Dataset entries

━━━━━━

//! Legal move generation.
//!
//! Pseudo-legal moves are generated square by square over the mailbox
//! board, then filtered by playing each one and rejecting those that leave
//! the mover's king attacked.

use crate::board::{DIAG_DIRS, KING_OFFSETS, KNIGHT_OFFSETS, ORTHO_DIRS, Position};
use crate::types::*;

/// Generate all legal moves, returning a freshly allocated vector.
/// Internally delegates to `legal_moves_into`, cloning the position only once.
pub fn legal_moves(pos: &Position) -> Vec<Move> {
    let mut tmp = pos.clone();
    let mut out = Vec::with_capacity(64);
    legal_moves_into(&mut tmp, &mut out);
    out
}

/// Generate all legal moves into the provided buffer, reusing it across calls.
pub fn legal_moves_into(pos: &mut Position, out: &mut Vec<Move>) {
    out.clear();
    pseudo_moves(pos, out);

    let mover = pos.side_to_move;
    // Filter illegal moves in-place by playing them on the mutable position.
    out.retain(|&mv| {
        let undo = pos.make_move(mv);
        let illegal = pos.in_check(mover);
        pos.unmake_move(mv, undo);
        !illegal
    });
}

fn pseudo_moves(pos: &Position, out: &mut Vec<Move>) {
    let us = pos.side_to_move;

    for from in 0..64u8 {
        let Some(pc) = pos.piece_at(from) else {
            continue;
        };
        if pc.color != us {
            continue;
        }
        match pc.kind {
            PieceKind::Pawn => gen_pawn_moves(pos, from, us, out),
            PieceKind::Knight => gen_leaper_moves(pos, from, us, &KNIGHT_OFFSETS, out),
            PieceKind::King => gen_leaper_moves(pos, from, us, &KING_OFFSETS, out),
            PieceKind::Bishop => gen_slider_moves(pos, from, us, &DIAG_DIRS, out),
            PieceKind::Rook => gen_slider_moves(pos, from, us, &ORTHO_DIRS, out),
            PieceKind::Queen => {
                gen_slider_moves(pos, from, us, &DIAG_DIRS, out);
                gen_slider_moves(pos, from, us, &ORTHO_DIRS, out);
            }
        }
    }

    gen_castling_moves(pos, us, out);
}

/// Pawn pushes, double pushes, captures, en passant and promotions.
fn gen_pawn_moves(pos: &Position, from: u8, us: Color, out: &mut Vec<Move>) {
    let (dir, start_rank, promo_rank): (i8, i8, i8) = match us {
        Color::White => (1, 1, 7),
        Color::Black => (-1, 6, 0),
    };
    let f = file_of(from);
    let r = rank_of(from);

    // Pushes
    if let Some(to) = sq(f, r + dir)
        && pos.piece_at(to).is_none()
    {
        if rank_of(to) == promo_rank {
            add_promotions(from, to, None, out);
        } else {
            out.push(Move::new(from, to));
        }

        if r == start_rank
            && let Some(to2) = sq(f, r + 2 * dir)
            && pos.piece_at(to2).is_none()
        {
            out.push(Move::new(from, to2));
        }
    }

    // Diagonal captures
    for df in [-1i8, 1] {
        let Some(to) = sq(f + df, r + dir) else {
            continue;
        };
        if let Some(victim) = pos.piece_at(to) {
            if victim.color != us {
                if rank_of(to) == promo_rank {
                    add_promotions(from, to, Some(victim.kind), out);
                } else {
                    out.push(Move::capturing(from, to, victim.kind));
                }
            }
        } else if pos.en_passant == Some(to) {
            let mut mv = Move::capturing(from, to, PieceKind::Pawn);
            mv.is_en_passant = true;
            out.push(mv);
        }
    }
}

fn add_promotions(from: u8, to: u8, capture: Option<PieceKind>, out: &mut Vec<Move>) {
    for pk in [
        PieceKind::Queen,
        PieceKind::Rook,
        PieceKind::Bishop,
        PieceKind::Knight,
    ] {
        out.push(Move {
            from,
            to,
            capture,
            promo: Some(pk),
            is_en_passant: false,
            is_castle: false,
        });
    }
}

/// Knight and king moves from a fixed offset table.
fn gen_leaper_moves(pos: &Position, from: u8, us: Color, offsets: &[(i8, i8)], out: &mut Vec<Move>) {
    let f = file_of(from);
    let r = rank_of(from);
    for &(df, dr) in offsets {
        let Some(to) = sq(f + df, r + dr) else {
            continue;
        };
        match pos.piece_at(to) {
            None => out.push(Move::new(from, to)),
            Some(pc) if pc.color != us => out.push(Move::capturing(from, to, pc.kind)),
            Some(_) => {}
        }
    }
}

/// Bishop, rook and queen rays: walk until a piece or the edge.
fn gen_slider_moves(pos: &Position, from: u8, us: Color, dirs: &[(i8, i8)], out: &mut Vec<Move>) {
    let f = file_of(from);
    let r = rank_of(from);
    for &(df, dr) in dirs {
        let mut tf = f + df;
        let mut tr = r + dr;
        while let Some(to) = sq(tf, tr) {
            match pos.piece_at(to) {
                None => out.push(Move::new(from, to)),
                Some(pc) => {
                    if pc.color != us {
                        out.push(Move::capturing(from, to, pc.kind));
                    }
                    break;
                }
            }
            tf += df;
            tr += dr;
        }
    }
}

fn gen_castling_moves(pos: &Position, us: Color, out: &mut Vec<Move>) {
    // Can't castle out of check.
    if pos.in_check(us) {
        return;
    }
    // Rights without the king on its home square only happen in
    // hand-written FENs; treat them as no rights.
    let king_home: u8 = match us {
        Color::White => 4,
        Color::Black => 60,
    };
    if pos.piece_at(king_home)
        != Some(Piece {
            color: us,
            kind: PieceKind::King,
        })
    {
        return;
    }
    let enemy = us.other();
    let empty = |s: u8| pos.piece_at(s).is_none();
    let safe = |s: u8| !pos.is_square_attacked(s, enemy);
    // Rights can outlive the rook in hand-written FENs; verify it.
    let rook_at = |s: u8| {
        pos.piece_at(s)
            == Some(Piece {
                color: us,
                kind: PieceKind::Rook,
            })
    };

    let mut push_castle = |from: u8, to: u8| {
        let mut mv = Move::new(from, to);
        mv.is_castle = true;
        out.push(mv);
    };

    match us {
        Color::White => {
            // King side: e1 -> g1, f1/g1 empty and not attacked
            if pos.castling.wk && rook_at(7) && empty(5) && empty(6) && safe(5) && safe(6) {
                push_castle(4, 6);
            }
            // Queen side: e1 -> c1, b1/c1/d1 empty, c1/d1 not attacked
            if pos.castling.wq && rook_at(0) && empty(1) && empty(2) && empty(3) && safe(2) && safe(3)
            {
                push_castle(4, 2);
            }
        }
        Color::Black => {
            if pos.castling.bk && rook_at(63) && empty(61) && empty(62) && safe(61) && safe(62) {
                push_castle(60, 62);
            }
            if pos.castling.bq
                && rook_at(56)
                && empty(57)
                && empty(58)
                && empty(59)
                && safe(58)
                && safe(59)
            {
                push_castle(60, 58);
            }
        }
    }
}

━━━━━━

Where "captures" occurs in a line of the data above, count that line. Give the final count and no other words.

• **SOLUTION FOR THIS EXERCISE**
2